§ Problem to solve
Copy, from the data below, each line that has the word "lerp".

Dataset records:
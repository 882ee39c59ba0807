// Controls component
//
// The clear and copy buttons. Labels come from the widget so the timed
// confirmation text shows up here without any extra state.

use crate::counter::{ActionLabel, LabelState};
use crate::theme::Theme;
use crate::tui::app::{App, Focus};
use ratatui::{
    layout::{Alignment, Constraint, Direction, Layout, Rect},
    style::{Modifier, Style},
    widgets::{Block, Borders, Paragraph},
    Frame,
};

fn render_button(f: &mut Frame, area: Rect, label: &ActionLabel, focused: bool, theme: &Theme) {
    let border_color = if focused {
        theme.highlight
    } else {
        theme.border
    };

    let mut text_style = match label.state() {
        LabelState::Default => Style::default().fg(theme.foreground),
        LabelState::Confirmation => Style::default().fg(theme.notify_success),
    };
    if focused {
        text_style = text_style.add_modifier(Modifier::BOLD);
    }

    let button = Paragraph::new(label.text())
        .alignment(Alignment::Center)
        .style(text_style)
        .block(
            Block::default()
                .borders(Borders::ALL)
                .border_type(theme.border_type)
                .border_style(Style::default().fg(border_color)),
        );

    f.render_widget(button, area);
}

/// Render the clear and copy controls side by side
pub fn render(f: &mut Frame, area: Rect, app: &App) {
    let chunks = Layout::default()
        .direction(Direction::Horizontal)
        .constraints([
            Constraint::Length(16),
            Constraint::Length(1),
            Constraint::Length(16),
            Constraint::Min(0),
        ])
        .split(area);

    render_button(
        f,
        chunks[0],
        app.widget.clear_label(),
        app.focus == Focus::Clear,
        &app.theme,
    );
    render_button(
        f,
        chunks[2],
        app.widget.copy_label(),
        app.focus == Focus::Copy,
        &app.theme,
    );
}
// Theme support for the TUI
//
// Provides color palettes that can be configured via config file.
// "Terminal" uses the terminal's ANSI palette, "Classic" uses true color (RGB).

use crate::counter::{BorderState, NotificationKind, Palette};
use ratatui::style::Color;
use ratatui::widgets::BorderType;

/// Theme configuration options
#[derive(Debug, Clone)]
pub struct ThemeConfig {
    /// Use theme's background color (true) or terminal's default (false)
    pub use_theme_background: bool,
}

impl Default for ThemeConfig {
    fn default() -> Self {
        Self {
            use_theme_background: true,
        }
    }
}

/// Two-stop horizontal gradient
#[derive(Debug, Clone, Copy, PartialEq)]
pub struct Gradient {
    pub start: Color,
    pub end: Color,
}

impl Gradient {
    pub const fn new(start: Color, end: Color) -> Self {
        Self { start, end }
    }

    /// Color at position `t` (0.0 = start, 1.0 = end)
    ///
    /// Only RGB stops can be blended; ANSI stops switch at the midpoint.
    pub fn at(&self, t: f64) -> Color {
        let t = t.clamp(0.0, 1.0);
        match (self.start, self.end) {
            (Color::Rgb(r1, g1, b1), Color::Rgb(r2, g2, b2)) => {
                let lerp = |a: u8, b: u8| (a as f64 + (b as f64 - a as f64) * t).round() as u8;
                Color::Rgb(lerp(r1, r2), lerp(g1, g2), lerp(b1, b2))
            }
            _ if t < 0.5 => self.start,
            _ => self.end,
        }
    }
}

/// Color palette for the TUI
#[derive(Debug, Clone)]
pub struct Theme {
    pub name: String,

    // Usage palettes (remaining text uses the start color)
    pub success: Gradient,
    pub warning: Gradient,
    pub danger: Gradient,

    // Field border states
    pub border: Color,
    pub border_focused: Color,
    pub border_overflow: Color,

    // Notification backgrounds
    pub notify_success: Color,
    pub notify_error: Color,
    pub notify_info: Color,
    pub notify_text: Color,

    // Chrome
    pub title: Color,
    pub highlight: Color,
    pub muted: Color,
    pub background: Color,
    pub foreground: Color,
    pub border_type: BorderType,
}

impl Theme {
    /// Load theme by name; unknown names fall back to Classic
    pub fn by_name_with_config(name: &str, config: &ThemeConfig) -> Self {
        let mut theme = match name.to_lowercase().as_str() {
            "terminal" => Self::terminal(),
            _ => Self::classic(),
        };
        if !config.use_theme_background {
            theme.background = Color::Reset;
        }
        theme
    }

    /// Classic theme - flat UI colors on a dark slate
    pub fn classic() -> Self {
        Self {
            name: "Classic".to_string(),
            success: Gradient::new(Color::Rgb(0x2e, 0xcc, 0x71), Color::Rgb(0x34, 0x98, 0xdb)),
            warning: Gradient::new(Color::Rgb(0xe6, 0x7e, 0x22), Color::Rgb(0xd3, 0x54, 0x00)),
            danger: Gradient::new(Color::Rgb(0xe7, 0x4c, 0x3c), Color::Rgb(0xc0, 0x39, 0x2b)),
            border: Color::Rgb(0xe0, 0xe0, 0xe0),          // neutral
            border_focused: Color::Rgb(0x34, 0x98, 0xdb),  // accent blue
            border_overflow: Color::Rgb(0xe7, 0x4c, 0x3c), // red
            notify_success: Color::Rgb(0x2e, 0xcc, 0x71),
            notify_error: Color::Rgb(0xe7, 0x4c, 0x3c),
            notify_info: Color::Rgb(0x34, 0x98, 0xdb),
            notify_text: Color::White,
            title: Color::Rgb(0x34, 0x98, 0xdb),
            highlight: Color::Rgb(0xf1, 0xc4, 0x0f),
            muted: Color::Rgb(0x95, 0xa5, 0xa6),
            background: Color::Rgb(0x1e, 0x27, 0x2e),
            foreground: Color::Rgb(0xec, 0xf0, 0xf1),
            border_type: BorderType::Rounded,
        }
    }

    /// Terminal theme - uses terminal's ANSI palette
    pub fn terminal() -> Self {
        Self {
            name: "Terminal".to_string(),
            success: Gradient::new(Color::Green, Color::Blue),
            warning: Gradient::new(Color::Yellow, Color::LightRed),
            danger: Gradient::new(Color::Red, Color::LightRed),
            border: Color::Gray,
            border_focused: Color::Blue,
            border_overflow: Color::Red,
            notify_success: Color::Green,
            notify_error: Color::Red,
            notify_info: Color::Blue,
            notify_text: Color::White,
            title: Color::Cyan,
            highlight: Color::Yellow,
            muted: Color::DarkGray,
            background: Color::Reset,
            foreground: Color::Reset,
            border_type: BorderType::Plain,
        }
    }

    pub fn palette(&self, palette: Palette) -> Gradient {
        match palette {
            Palette::Success => self.success,
            Palette::Warning => self.warning,
            Palette::Danger => self.danger,
        }
    }

    pub fn border_color(&self, border: BorderState) -> Color {
        match border {
            BorderState::Focused => self.border_focused,
            BorderState::Unfocused => self.border,
            BorderState::Overflow => self.border_overflow,
        }
    }

    pub fn notification_color(&self, kind: NotificationKind) -> Color {
        match kind {
            NotificationKind::Success => self.notify_success,
            NotificationKind::Error => self.notify_error,
            NotificationKind::Info => self.notify_info,
        }
    }
}
// Progress bar component
//
// Renders usage as a gradient fill with the rounded percentage centered on
// top. The fill is capped at the bar's width even when the buffer overflows;
// the label still shows the real percentage.

use crate::theme::Gradient;
use crate::tui::app::App;
use ratatui::{
    layout::Rect,
    style::{Color, Modifier, Style},
    text::{Line, Span},
    widgets::Paragraph,
    Frame,
};
use unicode_width::UnicodeWidthStr;

/// Number of filled cells for `fill_percent` (0..=100) of `width`
pub fn filled_cells(fill_percent: f64, width: u16) -> u16 {
    ((width as f64) * fill_percent / 100.0).round() as u16
}

/// Build the bar as one styled span per cell
fn bar_line(
    width: u16,
    filled: u16,
    label: &str,
    gradient: Gradient,
    track: Color,
    text: Color,
) -> Line<'static> {
    let label_width = label.width() as u16;
    let label_start = width.saturating_sub(label_width) / 2;
    let mut label_chars = label.chars();

    let spans: Vec<Span<'static>> = (0..width)
        .map(|i| {
            let ch = if i >= label_start && i < label_start + label_width {
                label_chars.next().unwrap_or(' ')
            } else {
                ' '
            };

            let bg = if i < filled {
                // Gradient spans the filled part only
                let t = if filled > 1 {
                    i as f64 / (filled - 1) as f64
                } else {
                    0.0
                };
                gradient.at(t)
            } else {
                track
            };

            Span::styled(
                ch.to_string(),
                Style::default().bg(bg).fg(text).add_modifier(Modifier::BOLD),
            )
        })
        .collect();

    Line::from(spans)
}

/// Render the usage progress bar
pub fn render(f: &mut Frame, area: Rect, app: &App) {
    if area.width < 2 || area.height == 0 {
        return;
    }

    let display = app.widget.display();
    let theme = &app.theme;

    // One cell of padding on each side
    let bar_area = Rect::new(area.x + 1, area.y, area.width - 2, 1);
    let filled = filled_cells(app.widget.metrics().fill_percent(), bar_area.width);
    let gradient = theme.palette(display.visual.palette);

    let line = bar_line(
        bar_area.width,
        filled,
        &display.progress_label,
        gradient,
        theme.muted,
        theme.notify_text,
    );

    f.render_widget(Paragraph::new(line), bar_area);
}

#[cfg(test)]
mod tests {
    use super::*;
    use crate::counter::DerivedMetrics;

    #[test]
    fn test_filled_cells() {
        assert_eq!(filled_cells(0.0, 40), 0);
        assert_eq!(filled_cells(50.0, 40), 20);
        assert_eq!(filled_cells(100.0, 40), 40);
    }

    #[test]
    fn test_overflowing_text_fills_exactly_the_bar() {
        let metrics = DerivedMetrics::compute(15, 10);
        assert_eq!(filled_cells(metrics.fill_percent(), 40), 40);
    }

    #[test]
    fn test_bar_line_centers_label() {
        let gradient = Gradient::new(Color::Rgb(0, 0, 0), Color::Rgb(100, 100, 100));
        let line = bar_line(10, 5, "50%", gradient, Color::Gray, Color::White);

        let text: String = line.spans.iter().map(|s| s.content.as_ref()).collect();
        assert_eq!(text, "   50%    ");

        assert_eq!(line.spans[0].style.bg, Some(Color::Rgb(0, 0, 0)));
        assert_eq!(line.spans[4].style.bg, Some(Color::Rgb(100, 100, 100)));
        assert_eq!(line.spans[5].style.bg, Some(Color::Gray));
    }
}
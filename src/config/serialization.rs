//! Config serialization to TOML
//!
//! Single source of truth for config file format.

use super::Config;

/// Quote a string as a TOML basic string
fn toml_string(s: &str) -> String {
    toml::Value::String(s.to_string()).to_string()
}

impl Config {
    /// Serialize the configuration as a commented config file
    pub fn to_toml(&self) -> String {
        format!(
            r#"# charcount configuration

# Maximum number of characters the field accepts
max_length = {max_length}

# Text the field starts with
initial_text = {initial_text}

# Theme: Classic, Terminal
theme = {theme}

# Use theme's background color (true) or terminal's default (false)
use_theme_background = {use_bg}

# Logging configuration (RUST_LOG env var overrides)
[logging]
level = {log_level}
# File logging (in addition to the TUI buffer)
file_enabled = {log_file_enabled}
file_dir = {log_file_dir}
file_rotation = "{log_file_rotation}"  # hourly, daily, never
file_prefix = {log_file_prefix}
"#,
            max_length = self.max_length,
            initial_text = toml_string(&self.initial_text),
            theme = toml_string(&self.theme),
            use_bg = self.use_theme_background,
            log_level = toml_string(&self.logging.level),
            log_file_enabled = self.logging.file_enabled,
            log_file_dir = toml_string(&self.logging.file_dir.display().to_string()),
            log_file_rotation = self.logging.file_rotation.as_str(),
            log_file_prefix = toml_string(&self.logging.file_prefix),
        )
    }
}
// TUI application state
//
// Holds the counter widget plus everything around it that only the terminal
// front end cares about: which element has focus, the theme, the clipboard
// and the captured logs.

use super::input::InputHandler;
use crate::clipboard::{ClipboardWriter, SystemClipboard};
use crate::config::Config;
use crate::counter::{CopyOutcome, CounterWidget};
use crate::logging::LogBuffer;
use crate::theme::{Theme, ThemeConfig};
use crossterm::event::KeyCode;

/// Focusable elements, in Tab order
#[derive(Debug, Clone, Copy, PartialEq, Eq, Default)]
pub enum Focus {
    /// Nothing focused (the field is blurred)
    None,
    /// The text field
    #[default]
    Field,
    /// The clear control
    Clear,
    /// The copy control
    Copy,
}

impl Focus {
    /// Next element (Tab)
    pub fn next(self) -> Self {
        match self {
            Focus::None => Focus::Field,
            Focus::Field => Focus::Clear,
            Focus::Clear => Focus::Copy,
            Focus::Copy => Focus::Field,
        }
    }

    /// Previous element (Shift+Tab)
    pub fn prev(self) -> Self {
        match self {
            Focus::None => Focus::Copy,
            Focus::Field => Focus::Copy,
            Focus::Clear => Focus::Field,
            Focus::Copy => Focus::Clear,
        }
    }

    pub fn is_control(self) -> bool {
        matches!(self, Focus::Clear | Focus::Copy)
    }
}

/// Main application state for the TUI
pub struct App {
    /// The counter itself
    pub widget: CounterWidget,

    /// Current color theme
    pub theme: Theme,

    /// Which element receives keyboard input
    pub focus: Focus,

    /// Whether the app should quit
    pub should_quit: bool,

    /// Log buffer for the status bar
    pub log_buffer: LogBuffer,

    /// Where copied text goes
    clipboard: Box<dyn ClipboardWriter>,

    /// Input handler for flexible key behavior
    input_handler: InputHandler,
}

impl App {
    /// Create app state from config, writing to the system clipboard
    pub fn with_config(config: &Config, log_buffer: LogBuffer) -> Self {
        Self::with_clipboard(config, log_buffer, Box::new(SystemClipboard))
    }

    pub fn with_clipboard(
        config: &Config,
        log_buffer: LogBuffer,
        clipboard: Box<dyn ClipboardWriter>,
    ) -> Self {
        let theme_config = ThemeConfig {
            use_theme_background: config.use_theme_background,
        };

        let mut app = Self {
            widget: CounterWidget::new(config.max_length, config.initial_text.clone()),
            theme: Theme::by_name_with_config(&config.theme, &theme_config),
            focus: Focus::None,
            should_quit: false,
            log_buffer,
            clipboard,
            input_handler: InputHandler::default(),
        };
        app.set_focus(Focus::default());
        app
    }

    /// Move focus, keeping the widget's focus flag in sync
    pub fn set_focus(&mut self, focus: Focus) {
        self.focus = focus;
        if focus == Focus::Field {
            self.widget.focus();
        } else {
            self.widget.blur();
        }
    }

    pub fn focus_next(&mut self) {
        self.set_focus(self.focus.next());
    }

    pub fn focus_prev(&mut self) {
        self.set_focus(self.focus.prev());
    }

    /// Clear the field; focus returns to it
    pub fn clear(&mut self) {
        self.widget.clear_text();
        self.focus = Focus::Field;
    }

    /// Copy the field to the clipboard
    pub fn copy(&mut self) -> CopyOutcome {
        self.widget.copy_text(self.clipboard.as_mut())
    }

    /// Paste into the field; ignored unless the field has focus
    pub fn paste(&mut self, text: &str) {
        if self.focus != Focus::Field {
            tracing::debug!("Ignoring paste while the text field is not focused");
            return;
        }
        self.widget.handle_paste(text);
    }

    /// Press the focused control
    pub fn activate_focused(&mut self) {
        match self.focus {
            Focus::Clear => self.clear(),
            Focus::Copy => {
                self.copy();
            }
            Focus::Field | Focus::None => {}
        }
    }

    /// Advance timers (paste correction, pulse, labels, notifications)
    pub fn tick(&mut self) {
        self.widget.tick();
    }

    /// Cancel outstanding timers before exit
    pub fn teardown(&mut self) {
        self.widget.teardown();
    }

    /// Handle a key press - returns true if the action should be triggered
    /// Uses the configured behavior for each key (state-change or repeatable)
    pub fn handle_key_press(&mut self, key: KeyCode) -> bool {
        self.input_handler.handle_key_press(key)
    }

    /// Handle a key release
    pub fn handle_key_release(&mut self, key: KeyCode) {
        self.input_handler.handle_key_release(key);
    }
}

#[cfg(test)]
pub(crate) mod tests {
    use super::*;
    use crate::clipboard::testing::RecordingClipboard;
    use crate::counter::BorderState;
    use anyhow::Result;
    use std::sync::{Arc, Mutex};

    /// Clipboard that shares its record with the test
    #[derive(Clone, Default)]
    pub(crate) struct SharedClipboard(pub Arc<Mutex<RecordingClipboard>>);

    impl ClipboardWriter for SharedClipboard {
        fn write_text(&mut self, text: &str) -> Result<()> {
            self.0.lock().unwrap().write_text(text)
        }
    }

    pub(crate) fn test_app(max_length: usize, text: &str) -> (App, SharedClipboard) {
        let config = Config {
            max_length,
            initial_text: text.to_string(),
            ..Config::default()
        };
        let clipboard = SharedClipboard::default();
        let app = App::with_clipboard(&config, LogBuffer::new(), Box::new(clipboard.clone()));
        (app, clipboard)
    }

    #[test]
    fn test_starts_with_field_focused() {
        let (app, _) = test_app(10, "");
        assert_eq!(app.focus, Focus::Field);
        assert!(app.widget.has_focus());
        assert_eq!(app.widget.display().visual.border, BorderState::Focused);
    }

    #[test]
    fn test_focus_cycle() {
        let (mut app, _) = test_app(10, "");
        app.focus_next();
        assert_eq!(app.focus, Focus::Clear);
        assert!(!app.widget.has_focus());
        app.focus_next();
        assert_eq!(app.focus, Focus::Copy);
        app.focus_next();
        assert_eq!(app.focus, Focus::Field);
        app.focus_prev();
        assert_eq!(app.focus, Focus::Copy);
    }

    #[test]
    fn test_clear_returns_focus_to_field() {
        let (mut app, _) = test_app(10, "hello");
        app.set_focus(Focus::Clear);
        app.activate_focused();
        assert_eq!(app.focus, Focus::Field);
        assert!(app.widget.has_focus());
        assert_eq!(app.widget.text(), "");
    }

    #[test]
    fn test_copy_control_writes_clipboard() {
        let (mut app, clipboard) = test_app(10, "hello");
        app.set_focus(Focus::Copy);
        app.activate_focused();
        assert_eq!(clipboard.0.lock().unwrap().writes, vec!["hello".to_string()]);
    }

    #[test]
    fn test_paste_ignored_when_field_blurred() {
        let (mut app, _) = test_app(10, "");
        app.set_focus(Focus::None);
        app.paste("ignored");
        assert_eq!(app.widget.text(), "");

        app.set_focus(Focus::Field);
        app.paste("kept");
        assert_eq!(app.widget.text(), "kept");
    }

    #[test]
    fn test_config_theme_applied() {
        let config = Config {
            theme: "Terminal".to_string(),
            ..Config::default()
        };
        let app = App::with_clipboard(
            &config,
            LogBuffer::new(),
            Box::new(RecordingClipboard::default()),
        );
        assert_eq!(app.theme.name, "Terminal");
        assert_eq!(app.widget.max_length(), config.max_length);
    }
}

§ Task result
                let lerp = |a: u8, b: u8| (a as f64 + (b as f64 - a as f64) * t).round() as u8;
                Color::Rgb(lerp(r1, r2), lerp(g1, g2), lerp(b1, b2))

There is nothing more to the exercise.